Think of trust this way – it represents an individual’s willingness to be vulnerable to another in situations involving risk (Mayer et al. 1995). In my most recent research, my colleagues and I found a direct relationship between trust and employee performance (Simmons et al. 2009).
Ultimately, we have no control over whether or not people will trust us. But we do control how trustworthy we are. When people are evaluating us, deciding how willing they are to make themselves vulnerable to us, they are looking mainly for three things:
· Ability: Trust is domain specific, so we need to be really good at what we do. Expertise and proven performance go a long way toward encouraging people to trust us.
· Integrity: To have integrity, we need to speak and act in ways consistent with what others value. Honesty alone is not good enough – we have to stand for things our folks stand for, and we cannot waiver when the heat is on.

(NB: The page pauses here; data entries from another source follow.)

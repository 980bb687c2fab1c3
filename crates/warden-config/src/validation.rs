//! Settings validation

use crate::schema::RawSettings;
use thiserror::Error;

/// Validation error
#[derive(Debug, Clone, Error)]
pub enum ValidationError {
    #[error("notifications.interval_seconds must be greater than zero")]
    ZeroNotificationInterval,

    #[error("notifications.max_alerts must be greater than zero")]
    ZeroMaxAlerts,

    #[error("daemon.reconcile_interval_seconds must be greater than zero")]
    ZeroReconcileInterval,

    #[error("daemon.margin_seconds ({margin}) must be smaller than notifications.interval_seconds ({interval})")]
    MarginExceedsInterval { margin: u64, interval: u64 },

    #[error("activity.base_url cannot be empty")]
    EmptyActivityUrl,

    #[error("activity.channels cannot be empty")]
    EmptyChannelList,

    #[error("activity.request_timeout_seconds must be greater than zero")]
    ZeroRequestTimeout,

    #[error("notifications.webhook_url must be an http(s) URL, got {0:?}")]
    InvalidWebhookUrl(String),
}

/// Validate raw settings
pub fn validate_settings(raw: &RawSettings) -> Vec<ValidationError> {
    let mut errors = Vec::new();

    let interval = raw.notifications.interval_seconds.unwrap_or(crate::DEFAULT_NOTIFICATION_INTERVAL_SECONDS);
    if interval == 0 {
        errors.push(ValidationError::ZeroNotificationInterval);
    }

    if raw.notifications.max_alerts == Some(0) {
        errors.push(ValidationError::ZeroMaxAlerts);
    }

    if raw.daemon.reconcile_interval_seconds == Some(0) {
        errors.push(ValidationError::ZeroReconcileInterval);
    }

    let margin = raw.daemon.margin_seconds.unwrap_or(crate::DEFAULT_MARGIN_SECONDS);
    if interval > 0 && margin >= interval {
        errors.push(ValidationError::MarginExceedsInterval { margin, interval });
    }

    if raw.activity.base_url.trim().is_empty() {
        errors.push(ValidationError::EmptyActivityUrl);
    }

    if let Some(channels) = &raw.activity.channels
        && channels.is_empty()
    {
        errors.push(ValidationError::EmptyChannelList);
    }

    if raw.activity.request_timeout_seconds == Some(0) {
        errors.push(ValidationError::ZeroRequestTimeout);
    }

    if let Some(url) = &raw.notifications.webhook_url
        && !(url.starts_with("http://") || url.starts_with("https://"))
    {
        errors.push(ValidationError::InvalidWebhookUrl(url.clone()));
    }

    errors
}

· Benevolence: This is the most important one. It’s all about intentions. Have you ever really trusted anyone you knew did not have your best interest in mind? We can cooperate with folks that don’t intend to treat us right, but we certainly don’t trust them. People can tell if we do or do not sincerely care about them, and it is one of the first and most important things they want to know about us.
There is no substitute for caring.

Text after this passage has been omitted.